I have also seen the lines run down the i-beams but it didn't look like the best solution to me. Steve
"get as much hard line in as possible...dont let any salesman weasle you into how badass their braided lines are...hands down not gonna feel as good as hardline."
Kris, Have you ever tried this ? I have, twice. Once in a drag car, so it really doesn't count. You would be surprised at how good a wholy -3 flex plumbed system can feel.
For expediency, as in: "the car is leaving - have you finished plumbing the brakes or do we have to do that in Atlanta ?" we plumbed the whole car in -3 flex. By far not the cheapest way to go, but the pedal feel was extremely good. Pro road race driver never complained about feel or modulation. Drove it the whole season like that & was class champ that year.
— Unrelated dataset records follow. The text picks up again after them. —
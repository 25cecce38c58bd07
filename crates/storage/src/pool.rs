//! Candidate block pool
//!
//! Blocks that arrived with a proposal but are not final yet, keyed by
//! height. Only [`crate::ChainStore`] writes to the pool.

use std::collections::BTreeMap;

use stakebft_types::Block;
use tracing::trace;

/// Height-indexed candidate blocks.
#[derive(Debug, Default)]
pub struct BlockPool {
    blocks: BTreeMap<u64, Block>,
}

impl BlockPool {
    /// Creates an empty pool.
    pub fn new() -> Self {
        Self::default()
    }

    /// Records a candidate. The first candidate recorded for a height wins.
    pub fn insert(&mut self, block: Block) -> bool {
        let number = block.number();
        if self.blocks.contains_key(&number) {
            return false;
        }
        trace!(number, hash = %block.hash, "recorded candidate block");
        self.blocks.insert(number, block);
        true
    }

    /// Candidate at `number`.
    pub fn get(&self, number: u64) -> Option<&Block> {
        self.blocks.get(&number)
    }

    /// Drops every candidate at or below `number`.
    pub fn evict_through(&mut self, number: u64) -> usize {
        let keep = self.blocks.split_off(&(number.saturating_add(1)));
        let evicted = std::mem::replace(&mut self.blocks, keep).len();
        if evicted > 0 {
            trace!(number, evicted, "evicted candidate blocks");
        }
        evicted
    }

    /// Number of candidates.
    pub fn len(&self) -> usize {
        self.blocks.len()
    }

    /// True if there are no candidates.
    pub fn is_empty(&self) -> bool {
        self.blocks.is_empty()
    }
}
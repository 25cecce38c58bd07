//! stakebft storage layer
//!
//! This crate owns everything the node keeps between rounds:
//!
//! - **Chain**: the committed, hash-linked block log with a bounded in-memory
//!   window ([`ChainStore`])
//! - **Block files**: one JSON file per committed block ([`BlockDirectory`])
//! - **Candidate pool**: proposed blocks that are not final yet ([`BlockPool`])
//! - **State**: the replicated key-value tree behind the [`StateStore`] trait,
//!   with an in-memory implementation ([`MemoryStateStore`])

#![deny(missing_docs)]
#![deny(unsafe_code)]

pub mod chain;
pub mod db;
pub mod pool;
pub mod state;

pub use chain::{
    is_valid_chain, is_valid_chain_subsection, ChainConfig, ChainStore, SectionResponse,
    DEFAULT_BLOCKS_IN_MEMORY, DEFAULT_SUBSECTION_LENGTH,
};
pub use db::BlockDirectory;
pub use pool::BlockPool;
pub use state::{MemorySnapshot, MemoryStateStore, StateStore};

use thiserror::Error;

/// Storage error types
#[derive(Error, Debug)]
pub enum StorageError {
    /// Serialization error
    #[error("Serialization error: {0}")]
    Serialization(String),

    /// Invalid storage configuration
    #[error("Invalid configuration: {0}")]
    InvalidConfig(String),

    /// Write to a path the signer may not touch
    #[error("Permission denied at {path}: {reason}")]
    PermissionDenied {
        /// Target path
        path: String,
        /// Why the write was refused
        reason: String,
    },

    /// Value of the wrong shape for its path
    #[error("Invalid value at {path}: {reason}")]
    InvalidValue {
        /// Target path
        path: String,
        /// What was wrong with it
        reason: String,
    },

    /// IO error
    #[error("IO error: {0}")]
    Io(#[from] std::io::Error),
}

/// Result type for storage operations
pub type Result<T> = std::result::Result<T, StorageError>;
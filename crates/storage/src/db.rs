//! On-disk block files
//!
//! Every committed block is written to its own JSON file named
//! `{number}-{short last hash}-{short hash}.json` inside the chain data
//! directory. Writes go through a temporary file and a rename so a crash
//! never leaves a half-written block behind, and writing a block whose file
//! already exists is a no-op.

use std::collections::BTreeMap;
use std::fs;
use std::path::{Path, PathBuf};

use stakebft_types::Block;
use tracing::{debug, info, warn};

use crate::{Result, StorageError};

const BLOCK_FILE_EXTENSION: &str = "json";

/// Directory of block files indexed by height.
#[derive(Debug)]
pub struct BlockDirectory {
    path: PathBuf,
    index: BTreeMap<u64, PathBuf>,
}

impl BlockDirectory {
    /// Opens (creating if needed) a block directory and indexes its files.
    pub fn open<P: AsRef<Path>>(path: P) -> Result<Self> {
        let path = path.as_ref().to_path_buf();
        fs::create_dir_all(&path)?;
        let mut index = BTreeMap::new();
        for entry in fs::read_dir(&path)? {
            let file = entry?.path();
            if file.extension().and_then(|e| e.to_str()) != Some(BLOCK_FILE_EXTENSION) {
                continue;
            }
            match parse_number(&file) {
                Some(number) => {
                    if let Some(previous) = index.insert(number, file.clone()) {
                        warn!(number, ?previous, ?file, "duplicate block file for height");
                    }
                }
                None => debug!(?file, "ignoring file without a block number prefix"),
            }
        }
        info!(path = %path.display(), blocks = index.len(), "opened block directory");
        Ok(Self { path, index })
    }

    /// Directory path.
    pub fn path(&self) -> &Path {
        &self.path
    }

    /// Number of indexed block files.
    pub fn len(&self) -> usize {
        self.index.len()
    }

    /// True when no block files are indexed.
    pub fn is_empty(&self) -> bool {
        self.index.is_empty()
    }

    /// Highest indexed height.
    pub fn last_number(&self) -> Option<u64> {
        self.index.keys().next_back().copied()
    }

    /// Writes a block file. Returns `false` when the file already existed.
    pub fn write(&mut self, block: &Block) -> Result<bool> {
        let file = self.path.join(block.file_name());
        if file.exists() {
            self.index.insert(block.number(), file);
            return Ok(false);
        }
        let bytes = block
            .to_json()
            .map_err(|e| StorageError::Serialization(e.to_string()))?;
        let tmp = file.with_extension("tmp");
        fs::write(&tmp, bytes)?;
        fs::rename(&tmp, &file)?;
        debug!(number = block.number(), file = %file.display(), "wrote block file");
        self.index.insert(block.number(), file);
        Ok(true)
    }

    /// Reads the block stored for `number`.
    pub fn read(&self, number: u64) -> Result<Option<Block>> {
        let Some(file) = self.index.get(&number) else {
            return Ok(None);
        };
        let bytes = fs::read(file)?;
        Block::from_json(&bytes)
            .map(Some)
            .ok_or_else(|| StorageError::Serialization(format!("corrupt block file {}", file.display())))
    }

    /// Reads every indexed block in ascending height order.
    pub fn load_all(&self) -> Result<Vec<Block>> {
        let mut blocks = Vec::with_capacity(self.index.len());
        for number in self.index.keys() {
            if let Some(block) = self.read(*number)? {
                blocks.push(block);
            }
        }
        Ok(blocks)
    }

    /// Deletes every block file.
    pub fn clear(&mut self) -> Result<()> {
        for file in self.index.values() {
            fs::remove_file(file)?;
        }
        warn!(path = %self.path.display(), removed = self.index.len(), "cleared block directory");
        self.index.clear();
        Ok(())
    }
}

fn parse_number(file: &Path) -> Option<u64> {
    file.file_stem()?.to_str()?.split('-').next()?.parse().ok()
}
Perhaps maker of the hose is important as we used Aeroquip exclusively on that car.
I DO NOT buy ready-made brake hoses. The crimped-on swivel fittings are very tiny btwn the end of the hose and the nut. They are extremely easy to break there and then you've got nothing to work with. Call Orme Bros. and make them up. It is not very hard & you can make the hose exactly the length you need. Get at least one of each kind extra adapter and two extra hose ends. Put them in your spares box in case you do rip a hose loose. They are field repairable.
Our race truck runs soft lines and the feel is great. We run it the whole way. The sand car to. Not any problems. I can see soft lines as a (pro) because a hard line can be pinched and craked by a rock. Last time I noticed the Herbst trucks also run soft lines the whole way and it also works for them.
Race Mart in PHX makes brake lines for you guys that dont have the tools to make them yourself. They are the cheap crimps either. The are not very expensive though, my 24" with #3 on each end were $13 a piece. They have a lot of premade lengths, and they will make any size you want.
Cutting the hose is the only hard part. And the only place you need a specialized tool. I've found that I prefer using a chop saw with the hose TIGHTLY wrapped in duct tape. I go very slow thru the hose trying not to fray it.